Dampak Investasi Domestik terhadap Ekonomi Indonesia
Pertumbuhan investor lokal di pasar modal tidak hanya meningkatkan volume transaksi, tetapi juga berkontribusi pada perekonomian Indonesia secara lebih luas. Dengan lebih banyak warga negara yang berinvestasi, pemerintah dapat memperoleh dana tambahan untuk pembangunan infrastruktur, penelitian, serta program sosial. Selain itu, keberadaan investor lokal juga mendorong pertumbuhan sektor keuangan domestik, seperti perusahaan pembiayaan dan lembaga penyimpanan dana.
Menurut analis pasar, investasi domestik yang semakin besar menjadi bukti kepercayaan masyarakat terhadap pasar modal Indonesia. “Dengan 30 juta investor, pasar modal kini bisa berdiri sendiri dalam menghadapi tekanan eksternal,” kata ekonom yang tidak disebutkan namanya. Ia menambahkan bahwa hal ini juga membuka peluang bagi emiten baru untuk menjangkau pasar lokal lebih cepat dan lebih efisien, serta meningkatkan daya saing di tingkat internasional.

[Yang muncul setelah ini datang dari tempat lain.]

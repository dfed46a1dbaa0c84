//! RSA JSON Web Keys and key sets

mod key;
mod key_set;

pub(crate) use key::decode_base64url;
pub use key::Jwk;
pub use key_set::KeySet;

Dengan peningkatan jumlah investor domestik, OJK dan BEI optimis bahwa pasar modal Indonesia akan terus berkembang dalam beberapa tahun mendatang. Kiki menargetkan bahwa kehadiran investor lokal akan mencapai 40 juta orang pada akhir 2027, jika berbagai program peningkatan partisipasi investasi terus berjalan. Ia juga mengajak masyarakat untuk tetap aktif dalam berinvestasi, karena pasar modal menjadi salah satu instrumen penting dalam mengelola dana dan mencapai pertumbuhan finansial.